2018-07-07 23:43:33 | Weblog

What he was mucking about, I had no idea.
Not that I was too concerned, anyway.
A 6 star hotel? Whatever...

Still, he was a pleasant and unusually
cheerful fellow and he had this unique
way of harnessing his own version of the language,
which still lingers in my memory to this day.

Where people would normally have said, "I've got to
find a place to stay", or something of
that sort he would pronounce every
single member of the sentence.

That is, he would say "I have got to find
a place to stay" He would say that with alacrity
and with every single sentence which contained
"'ve got to".

I got used to it soon, though. I naturally
wondered where he had picked up his
language skills.

He was a local tour guide, clean shaven
each morning with a radiant smile
all over his face, probably in his late twenties,
or early thirties.

I still have his namecard, somewhere.

No, I had not been in the habit of
going out with tour groups. I had been
drawn into it by a chance remark made

by an elderly Japanese gentleman,
who was staying in the same cave hotel
and had apparently crossed the border into
Anatolia from Iran by bus.

Yes, he had come up the Silk Road from
Parthia!

He apperared to be a seasoned traveller.
Probably, in his late sixtees, but
still going strong.

I, on my part, was there upon an impulse
and a sudden urge I had felt while
chomping up my mackarel sandwiches

down at the end of the Bridge, linking
the two land masses.

It was, after all, just a short flight to Kayseri.
No well considered prior plannnig,
nothing, just go!

I actually had had somewhere else,
down south, in mind.

We went to a few places on that day. One of them,
still relatively unknown then, now fairly commonly
heard about was a non-starter.

Who the hell cares about dwelling right underneath
potato fields! Of course we went down
there, all stuffy and dimly lit small world

of its own. I gather that since then a few
more have been uncovered. I could not care less.
I did, however, make a small contribution
while down there.

I discovered another of the markings
left by the underground dwellers, the existence
of which this or for that matter no other
guides would have noticed before.

It had been hidden from the normal viewing angles.
You know that physicists would love to look out
for oddities and odd angles forever!

The Grand Canyon, he said, a local version of it.
We went there, too. Oh well, interesting. There
were lots and lots of trees and clear streams and donkeys.

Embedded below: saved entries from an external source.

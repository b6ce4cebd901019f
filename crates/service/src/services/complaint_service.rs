use chrono::Utc;
use common::pagination::{PaginatedList, Pagination};
use models::complaint::{self, ComplaintState};
use models::{service, user};
use sea_orm::{ActiveModelTrait, ColumnTrait, DatabaseConnection, EntityTrait, QueryFilter, QueryOrder, Set};
use serde::Deserialize;
use tracing::info;
use uuid::Uuid;

use crate::access::{Actor, Permission};
use crate::errors::ServiceError;
use crate::services::notification_service::Notifier;

#[derive(Clone, Debug, Deserialize)]
pub struct ComplaintInput {
    #[serde(default)]
    pub service_id: Option<Uuid>,
    #[serde(default)]
    pub target_user_id: Option<Uuid>,
    pub reason: String,
}

#[derive(Clone, Copy, Debug, PartialEq, Eq, Deserialize)]
#[serde(rename_all = "lowercase")]
pub enum ComplaintOutcome {
    Resolve,
    Dismiss,
}

impl ComplaintOutcome {
    pub fn state(self) -> ComplaintState {
        match self {
            ComplaintOutcome::Resolve => ComplaintState::Resolved,
            ComplaintOutcome::Dismiss => ComplaintState::Dismissed,
        }
    }
}

pub async fn file(db: &DatabaseConnection, actor: &Actor, input: ComplaintInput) -> Result<complaint::Model, ServiceError> {
    complaint::validate_target(input.service_id, input.target_user_id)?;
    if let Some(service_id) = input.service_id {
        if service::Entity::find_by_id(service_id).one(db).await?.is_none() {
            return Err(ServiceError::Validation("service does not exist".into()));
        }
    }
    if let Some(target) = input.target_user_id {
        if target == actor.user_id {
            return Err(ServiceError::Validation("cannot complain about yourself".into()));
        }
        if user::Entity::find_by_id(target).one(db).await?.is_none() {
            return Err(ServiceError::Validation("user does not exist".into()));
        }
    }
    let created = complaint::create(db, actor.user_id, input.service_id, input.target_user_id, &input.reason).await?;
    info!(complaint_id = %created.id, "complaint_filed");
    Ok(created)
}

pub async fn list_mine(db: &DatabaseConnection, actor: &Actor, opts: Pagination) -> Result<PaginatedList<complaint::Model>, ServiceError> {
    let rows = complaint::Entity::find()
        .filter(complaint::Column::ComplainantId.eq(actor.user_id))
        .order_by_desc(complaint::Column::CreatedAt)
        .all(db)
        .await?;
    Ok(PaginatedList::create(rows, opts))
}

pub async fn list_all(db: &DatabaseConnection, actor: &Actor, state: Option<ComplaintState>, opts: Pagination) -> Result<PaginatedList<complaint::Model>, ServiceError> {
    actor.require(Permission::HandleComplaints)?;
    let mut query = complaint::Entity::find();
    if let Some(state) = state {
        query = query.filter(complaint::Column::State.eq(state));
    }
    let rows = query.order_by_desc(complaint::Column::CreatedAt).all(db).await?;
    Ok(PaginatedList::create(rows, opts))
}

pub async fn get(db: &DatabaseConnection, actor: &Actor, id: Uuid) -> Result<complaint::Model, ServiceError> {
    let found = complaint::Entity::find_by_id(id).one(db).await?.ok_or_else(|| ServiceError::not_found("complaint"))?;
    actor.require_owner_or(found.complainant_id, Permission::HandleComplaints)?;
    Ok(found)
}

/// Resolve or dismiss a Pending complaint and tell the complainant.
pub async fn handle(
    db: &DatabaseConnection,
    notifier: &Notifier,
    actor: &Actor,
    id: Uuid,
    outcome: ComplaintOutcome,
    resolution: &str,
) -> Result<complaint::Model, ServiceError> {
    actor.require(Permission::HandleComplaints)?;
    models::errors::require_text("resolution", resolution, 2000)?;
    let found = complaint::Entity::find_by_id(id).one(db).await?.ok_or_else(|| ServiceError::not_found("complaint"))?;
    if found.state != ComplaintState::Pending {
        return Err(ServiceError::Conflict("complaint already handled".into()));
    }
    let complainant = found.complainant_id;
    let mut am: complaint::ActiveModel = found.into();
    am.state = Set(outcome.state());
    am.resolution = Set(Some(resolution.trim().to_string()));
    am.handled_by = Set(Some(actor.user_id));
    am.updated_at = Set(Utc::now().into());
    let updated = am.update(db).await?;

    let title = match outcome {
        ComplaintOutcome::Resolve => "Reclamação resolvida",
        ComplaintOutcome::Dismiss => "Reclamação arquivada",
    };
    notifier.notify(db, complainant, title, resolution.trim(), Some(format!("/complaints/{id}"))).await?;
    info!(complaint_id = %id, outcome = ?outcome, by = %actor.user_id, "complaint_handled");
    Ok(updated)
}

/// Complainant withdraws while Pending; handlers may delete any.
pub async fn delete(db: &DatabaseConnection, actor: &Actor, id: Uuid) -> Result<(), ServiceError> {
    let found = get(db, actor, id).await?;
    if !actor.can(Permission::HandleComplaints) && found.state != ComplaintState::Pending {
        return Err(ServiceError::Conflict("complaint already handled".into()));
    }
    complaint::Entity::delete_by_id(found.id).exec(db).await?;
    Ok(())
}

#[cfg(test)]
mod tests {
    use super::*;
    use std::sync::Arc;
    use crate::mailer::mock::RecordingMailer;
    use crate::test_support::{fixtures, mock_db, smtp_settings};
    use models::user::Role;

    #[tokio::test]
    async fn complaint_needs_a_target() {
        let db = mock_db().into_connection();
        let me = Actor::new(Uuid::new_v4(), Role::Cliente);
        let input = ComplaintInput { service_id: None, target_user_id: None, reason: "mau serviço".into() };
        assert!(matches!(file(&db, &me, input).await, Err(ServiceError::Model(_))));
    }

    #[tokio::test]
    async fn resolving_notifies_complainant() {
        let complainant = fixtures::user(Role::Cliente);
        let pending = fixtures::complaint(complainant.id, Some(Uuid::new_v4()));
        let resolved = complaint::Model { state: ComplaintState::Resolved, resolution: Some("Reembolsado".into()), ..pending.clone() };
        let db = mock_db()
            .append_query_results([vec![pending.clone()]])
            .append_query_results([vec![resolved]])
            .append_query_results([vec![complainant.clone()]])
            .append_query_results([vec![fixtures::notification(complainant.id)]])
            .into_connection();
        let mailer = Arc::new(RecordingMailer::default());
        let notifier = Notifier::new(mailer.clone(), smtp_settings());
        let moderator = Actor::new(Uuid::new_v4(), Role::Moderador);
        let updated = handle(&db, &notifier, &moderator, pending.id, ComplaintOutcome::Resolve, "Reembolsado").await.unwrap();
        assert_eq!(updated.state, ComplaintState::Resolved);
        assert_eq!(mailer.sent()[0].to, complainant.email);
    }

    #[tokio::test]
    async fn handled_complaint_cannot_be_handled_again() {
        let done = complaint::Model { state: ComplaintState::Dismissed, ..fixtures::complaint(Uuid::new_v4(), None) };
        let db = mock_db().append_query_results([vec![done.clone()]]).into_connection();
        let notifier = Notifier::new(Arc::new(RecordingMailer::default()), smtp_settings());
        let admin = Actor::new(Uuid::new_v4(), Role::Administrador);
        let err = handle(&db, &notifier, &admin, done.id, ComplaintOutcome::Resolve, "x").await.unwrap_err();
        assert!(matches!(err, ServiceError::Conflict(_)));
    }

    #[tokio::test]
    async fn providers_cannot_list_all() {
        let db = mock_db().into_connection();
        let provider = Actor::new(Uuid::new_v4(), Role::Prestador);
        assert!(list_all(&db, &provider, None, Pagination::default()).await.unwrap_err().is_hidden());
    }
}
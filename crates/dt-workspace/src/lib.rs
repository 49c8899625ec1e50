//! # dt-workspace
//!
//! Applies parsed patches to directories.
//!
//! - [`apply_patch_set`] rebuilds each file from hunk data, positionally,
//!   recording a [`dt_changeset::FileOutcome`] per file.
//! - [`apply_removals_fallback`] handles diffs that do not parse: it only
//!   performs the removals it can find.
//! - [`StagingCheckout`] is the throwaway copy a patch is applied to before
//!   the result is copied back onto the live tree.

pub mod apply;
pub mod error;
pub mod staging;

pub use apply::{apply_patch_set, apply_removals_fallback, UNKNOWN_PATH};
pub use error::WorkspaceError;
pub use staging::{CopyBackReport, StagingCheckout};
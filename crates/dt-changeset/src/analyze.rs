// analyze.rs — Structural metadata about a diff, for human reviewers.
//
// `analyze_diff` never fails. It first tries a structural parse; if that
// fails it falls back to counting well-known markers in the raw text. The
// fallback is deliberately crude but deterministic, and flags itself with
// `parse_error = true` so nobody mistakes it for the real thing.

use serde::{Deserialize, Serialize};

use crate::error::ParseFailure;
use crate::patch::PatchSet;

/// Per-file summary shown to reviewers.
#[derive(Debug, Clone, PartialEq, Eq, Serialize, Deserialize)]
pub struct FileSummary {
    pub path: String,
    pub is_new: bool,
    pub is_deleted: bool,
    pub hunks: usize,
}

/// Metadata attached to every preprocessed change.
#[derive(Debug, Clone, Default, PartialEq, Eq, Serialize, Deserialize)]
pub struct DiffMetadata {
    pub num_files: usize,
    pub files: Vec<FileSummary>,
    pub adds: usize,
    pub deletes: usize,
    pub modifies: usize,
    /// True when the counts come from the heuristic fallback.
    pub parse_error: bool,
    #[serde(default, skip_serializing_if = "Option::is_none")]
    pub raw_parse_error: Option<String>,
    /// Content fingerprint; filled in by preprocessing.
    #[serde(default, skip_serializing_if = "Option::is_none")]
    pub change_id: Option<String>,
}

/// Parse the diff structurally and summarize it.
pub fn parse_structured(diff: &str) -> Result<DiffMetadata, ParseFailure> {
    let patch = PatchSet::parse(diff)?;
    Ok(summarize(&patch))
}

/// Summarize an already-parsed patch set.
pub fn summarize(patch: &PatchSet) -> DiffMetadata {
    let mut meta = DiffMetadata::default();
    for file in &patch.files {
        let is_new = file.is_added_file();
        let is_deleted = file.is_removed_file();
        if is_new {
            meta.adds += 1;
        } else if is_deleted {
            meta.deletes += 1;
        } else {
            meta.modifies += 1;
        }
        meta.files.push(FileSummary {
            path: file.path().to_string(),
            is_new,
            is_deleted,
            hunks: file.hunks.len(),
        });
    }
    meta.num_files = meta.files.len();
    meta
}

/// Metadata for any text. Falls back to heuristics when parsing fails.
pub fn analyze_diff(diff: &str) -> DiffMetadata {
    match parse_structured(diff) {
        Ok(meta) => meta,
        Err(failure) => {
            tracing::warn!(error = %failure, "diff did not parse, using heuristic metadata");
            heuristic_metadata(diff, &failure)
        }
    }
}

/// Marker-counting approximation used when the structural parse fails.
fn heuristic_metadata(diff: &str, failure: &ParseFailure) -> DiffMetadata {
    let adds = diff.matches("+++ b/").count() + diff.matches("+++ ").count();
    let deletes = diff.matches("/dev/null").count() + diff.matches("deleted file mode").count();
    let modifies = diff
        .matches("diff --git")
        .count()
        .saturating_sub(adds)
        .saturating_sub(deletes);

    let files: Vec<FileSummary> = diff
        .lines()
        .filter(|line| line.starts_with("diff --git"))
        .filter_map(|line| {
            let parts: Vec<&str> = line.split_whitespace().collect();
            (parts.len() >= 3).then(|| FileSummary {
                path: parts[parts.len() - 1].to_string(),
                is_new: false,
                is_deleted: false,
                hunks: 0,
            })
        })
        .collect();

    DiffMetadata {
        num_files: files.len(),
        files,
        adds,
        deletes,
        modifies,
        parse_error: true,
        raw_parse_error: Some(failure.to_string()),
        change_id: None,
    }
}
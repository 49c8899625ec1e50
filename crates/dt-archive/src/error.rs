// error.rs — Error types for the archive subsystem.

use std::path::PathBuf;
use thiserror::Error;

/// Errors that can occur while writing or reading archived artifacts.
#[derive(Debug, Error)]
pub enum ArchiveError {
    /// A file I/O operation failed.
    #[error("I/O error at {path}: {source}")]
    IoError {
        path: PathBuf,
        source: std::io::Error,
    },

    /// Failed to serialize or deserialize an artifact (malformed JSON).
    #[error("serialization error: {0}")]
    Serialization(#[from] serde_json::Error),

    /// The change id cannot be used as an archive directory name.
    #[error("invalid change id: '{0}'")]
    InvalidChangeId(String),

    /// The decision journal has been tampered with: hash chain is broken.
    #[error("integrity check failed at line {line}: expected hash {expected}, got {actual}")]
    IntegrityViolation {
        line: usize,
        expected: String,
        actual: String,
    },
}

impl ArchiveError {
    pub(crate) fn io(path: impl Into<PathBuf>, source: std::io::Error) -> Self {
        ArchiveError::IoError {
            path: path.into(),
            source,
        }
    }
}
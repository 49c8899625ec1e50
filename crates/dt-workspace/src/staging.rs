// staging.rs — Throwaway checkout used to apply a patch before it touches
// the live tree.
//
// Lifecycle: copy-in, mutate, copy-back, discard. The checkout is a private
// temp directory under the staging root; nothing outside this module holds
// a path into it while it is being mutated.
//
// Symlinks are recreated as links in the checkout and are never followed:
// the applier refuses paths that go through one, and copy-back never writes
// or removes through a link in the live tree.
//
// Copy-back is file-by-file and not crash-atomic: a crash halfway leaves the
// live tree with a mix of old and new files.

use std::fs;
use std::io::ErrorKind;
use std::path::{Path, PathBuf};

use dt_changeset::ApplyDetails;
use tempfile::TempDir;

use crate::apply::{resolve_target, through_symlink};
use crate::error::WorkspaceError;

/// What copy-back changed in the live tree.
#[derive(Debug, Clone, Default, PartialEq, Eq)]
pub struct CopyBackReport {
    /// Relative paths written (new or changed bytes).
    pub written: Vec<PathBuf>,
    /// Relative paths removed.
    pub removed: Vec<PathBuf>,
}

/// A temporary copy of a source tree.
pub struct StagingCheckout {
    dir: TempDir,
    checkout: PathBuf,
    source_root: PathBuf,
    skip: Skip,
}

impl StagingCheckout {
    /// Copy `source_root` into a fresh temp directory under `staging_root`.
    ///
    /// Entries whose name is in `excludes` are skipped at any depth, as are
    /// the staging root itself and every path in `skip_paths` (the archive
    /// and journal when they live inside the source tree). The same entries
    /// are left alone on copy-back.
    pub fn create(
        source_root: &Path,
        staging_root: &Path,
        excludes: &[String],
        skip_paths: &[PathBuf],
    ) -> Result<Self, WorkspaceError> {
        fs::create_dir_all(staging_root).map_err(|e| WorkspaceError::io(staging_root, e))?;
        let source_root = source_root
            .canonicalize()
            .map_err(|e| WorkspaceError::io(source_root, e))?;
        let staging_root = staging_root
            .canonicalize()
            .map_err(|e| WorkspaceError::io(staging_root, e))?;

        let dir = tempfile::Builder::new()
            .prefix("checkout-")
            .tempdir_in(&staging_root)
            .map_err(|e| WorkspaceError::io(&staging_root, e))?;
        let checkout = dir.path().join("checkout");
        fs::create_dir(&checkout).map_err(|e| WorkspaceError::io(&checkout, e))?;

        let mut paths: Vec<PathBuf> = skip_paths.iter().map(|p| canonical(p)).collect();
        paths.push(staging_root);
        let skip = Skip {
            names: excludes.to_vec(),
            paths,
        };
        copy_dir_recursive(&source_root, &checkout, &skip)?;
        tracing::debug!(
            source = %source_root.display(),
            checkout = %checkout.display(),
            "staging checkout created"
        );

        Ok(Self {
            dir,
            checkout,
            source_root,
            skip,
        })
    }

    /// Root of the checkout; apply patches here.
    pub fn path(&self) -> &Path {
        &self.checkout
    }

    /// Copy the mutated checkout back onto the source tree.
    ///
    /// Only files that are new or whose bytes differ are written. Paths the
    /// apply step removed are removed from the source tree as well.
    pub fn copy_back(&self, details: &ApplyDetails) -> Result<CopyBackReport, WorkspaceError> {
        let mut report = CopyBackReport::default();
        self.sync_changed(Path::new(""), &mut report)?;

        for path in details.removed_paths() {
            let Some(dest) = resolve_target(&self.source_root, path) else {
                continue;
            };
            let rel = Path::new(path);
            if self.skip.covers(&self.source_root, rel) || through_symlink(&self.source_root, rel) {
                tracing::warn!(path, "not removing protected or linked path");
                continue;
            }
            match fs::remove_file(&dest) {
                Ok(()) => report.removed.push(PathBuf::from(path)),
                Err(e) if e.kind() == ErrorKind::NotFound => {}
                Err(e) => return Err(WorkspaceError::io(dest, e)),
            }
        }

        tracing::debug!(
            written = report.written.len(),
            removed = report.removed.len(),
            "copy-back complete"
        );
        Ok(report)
    }

    /// Delete the checkout.
    pub fn discard(self) -> Result<(), WorkspaceError> {
        let path = self.dir.path().to_path_buf();
        self.dir.close().map_err(|e| WorkspaceError::io(path, e))
    }

    /// Write every regular file under `checkout/rel` that is missing or
    /// different under `source_root/rel`.
    fn sync_changed(&self, rel: &Path, report: &mut CopyBackReport) -> Result<(), WorkspaceError> {
        let dir = self.checkout.join(rel);
        let entries = fs::read_dir(&dir).map_err(|e| WorkspaceError::io(&dir, e))?;

        for entry in entries {
            let entry = entry.map_err(|e| WorkspaceError::io(&dir, e))?;
            let name = entry.file_name();
            let rel_path = rel.join(&name);
            let dest = self.source_root.join(&rel_path);
            if self.skip.should_skip(&name.to_string_lossy(), &dest) {
                continue;
            }
            let file_type = entry
                .file_type()
                .map_err(|e| WorkspaceError::io(entry.path(), e))?;

            if file_type.is_dir() {
                self.sync_changed(&rel_path, report)?;
                continue;
            }
            if !file_type.is_file() {
                continue;
            }

            let staged = fs::read(entry.path()).map_err(|e| WorkspaceError::io(entry.path(), e))?;
            let unchanged = match fs::symlink_metadata(&dest) {
                Ok(meta) if meta.is_file() => {
                    fs::read(&dest).map_err(|e| WorkspaceError::io(&dest, e))? == staged
                }
                Ok(_) => false,
                Err(e) if e.kind() == ErrorKind::NotFound => false,
                Err(e) => return Err(WorkspaceError::io(dest, e)),
            };
            if unchanged {
                continue;
            }
            if through_symlink(&self.source_root, &rel_path) {
                tracing::warn!(path = %rel_path.display(), "not writing through a symlink");
                continue;
            }

            if let Some(parent) = dest.parent() {
                fs::create_dir_all(parent).map_err(|e| WorkspaceError::io(parent, e))?;
            }
            fs::write(&dest, &staged).map_err(|e| WorkspaceError::io(&dest, e))?;
            report.written.push(rel_path);
        }

        Ok(())
    }
}

/// Entries kept out of the checkout and out of copy-back.
struct Skip {
    names: Vec<String>,
    /// Canonical absolute paths.
    paths: Vec<PathBuf>,
}

impl Skip {
    fn should_skip(&self, name: &str, path: &Path) -> bool {
        self.names.iter().any(|n| n == name) || self.paths.iter().any(|p| p.as_path() == path)
    }

    /// Whether `root/rel` is, or lies under, a skipped entry.
    fn covers(&self, root: &Path, rel: &Path) -> bool {
        let named = rel
            .components()
            .any(|c| self.names.iter().any(|n| c.as_os_str() == n.as_str()));
        let full = root.join(rel);
        named || self.paths.iter().any(|p| full.starts_with(p))
    }
}

/// Canonical form of `path`, resolving the parent when the path itself does
/// not exist yet.
fn canonical(path: &Path) -> PathBuf {
    if let Ok(path) = path.canonicalize() {
        return path;
    }
    match (path.parent(), path.file_name()) {
        (Some(parent), Some(name)) => parent
            .canonicalize()
            .map(|p| p.join(name))
            .unwrap_or_else(|_| path.to_path_buf()),
        _ => path.to_path_buf(),
    }
}

fn copy_dir_recursive(src: &Path, dst: &Path, skip: &Skip) -> Result<(), WorkspaceError> {
    let entries = fs::read_dir(src).map_err(|e| WorkspaceError::io(src, e))?;

    for entry in entries {
        let entry = entry.map_err(|e| WorkspaceError::io(src, e))?;
        let file_name = entry.file_name();
        let src_path = entry.path();
        if skip.should_skip(&file_name.to_string_lossy(), &src_path) {
            continue;
        }

        let dst_path = dst.join(&file_name);
        let file_type = entry
            .file_type()
            .map_err(|e| WorkspaceError::io(&src_path, e))?;

        if file_type.is_dir() {
            fs::create_dir_all(&dst_path).map_err(|e| WorkspaceError::io(&dst_path, e))?;
            copy_dir_recursive(&src_path, &dst_path, skip)?;
        } else if file_type.is_file() {
            fs::copy(&src_path, &dst_path).map_err(|e| WorkspaceError::io(&dst_path, e))?;
        } else if file_type.is_symlink() {
            copy_symlink(&src_path, &dst_path)?;
        } else {
            tracing::debug!(path = %src_path.display(), "skipping special file");
        }
    }

    Ok(())
}

#[cfg(unix)]
fn copy_symlink(src: &Path, dst: &Path) -> Result<(), WorkspaceError> {
    let target = fs::read_link(src).map_err(|e| WorkspaceError::io(src, e))?;
    std::os::unix::fs::symlink(target, dst).map_err(|e| WorkspaceError::io(dst, e))
}

#[cfg(not(unix))]
fn copy_symlink(src: &Path, _dst: &Path) -> Result<(), WorkspaceError> {
    tracing::debug!(path = %src.display(), "skipping symlink");
    Ok(())
}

Oh, come on! Trees and steams and donkeys?
What were so interesting about them?

Only interesting, because out up there,
beyond the Canyon edges into the vast opennes,
vegetation was almost non-exsistent,

too barren for anything. No trees to speak of,
but coarse grasses were seen just about everywhere.

As far as I was concerend where there were grasses
they were not deserts. My deserts would only have consisted
of undulating sand dunes and camels.

There were none of them in sight. Somebody must have
bolted the pack.

"We are now arriving at our 6 star hotel",
proudly announced our guide. It was only then that I
realised what he had been mucking about.

What it was one of the stations on
the Silk Road!

It was a structutre to be amazed at.
For a start it was very large and tall
with stables for the camels and

sleeping quarters, canteens etc,
all in that solid rock building.
I would say that it was easily
50m x 50m across, two storeys
at that!


However, there were grasses all
around! It was not even
sitting on a sand dune, either!

It sat squarely on a very gentle and solid
slope, almost flat, with isolated trees
seen here and there, and over there, too.

Looking back on it now, it probably was the
right decision to have joined the tour.
I did not have my car to drive around.

Distances were quite formidable. You could see that
easily, looking down far below even
the mushroom place appeared a couple of miles away.

It was a vast country. It really was. And I was practically
in the middle of nowhere.

Around us in the far distance were
hills, very barren, and mountains, high.
I could even see Mt. Erciyas out there.

My thoughts were going back to the early history
of this region, the pre Romans, the Romans
and the Turks, and the Persians, and all those
main players in the history of the region.

I was right in the middle of the homeland of
Hittites! Local geography
was simple and obvious and it would have
been the same to all those participants.

If you want to go east, say, to China,
you must go up that way, passing the foot
of the volcano, Mt. Erciyas (3917m),

which sits right in the middle of Anatolia
and eventually, higher up and up around
Mt. Ararat, which is located at the eastern border.

Now, Mt. Erciyas is the fourth highest volcano
halfway down Anatolia between Mt. Ararat
and Istanbul.

Together, they must have completed
the process of making Anatolia as high
and flat as it is today.

It is a sedimentation of 2 km deep, of white
and soft volcanic ashes and to anybody's eyes
it is a striking feature of the region.

However, the plateau does not continue as far
out as Istanbul. It, in fact, tails off quite
dramatically in the mushroom valley, just west of Kayseri.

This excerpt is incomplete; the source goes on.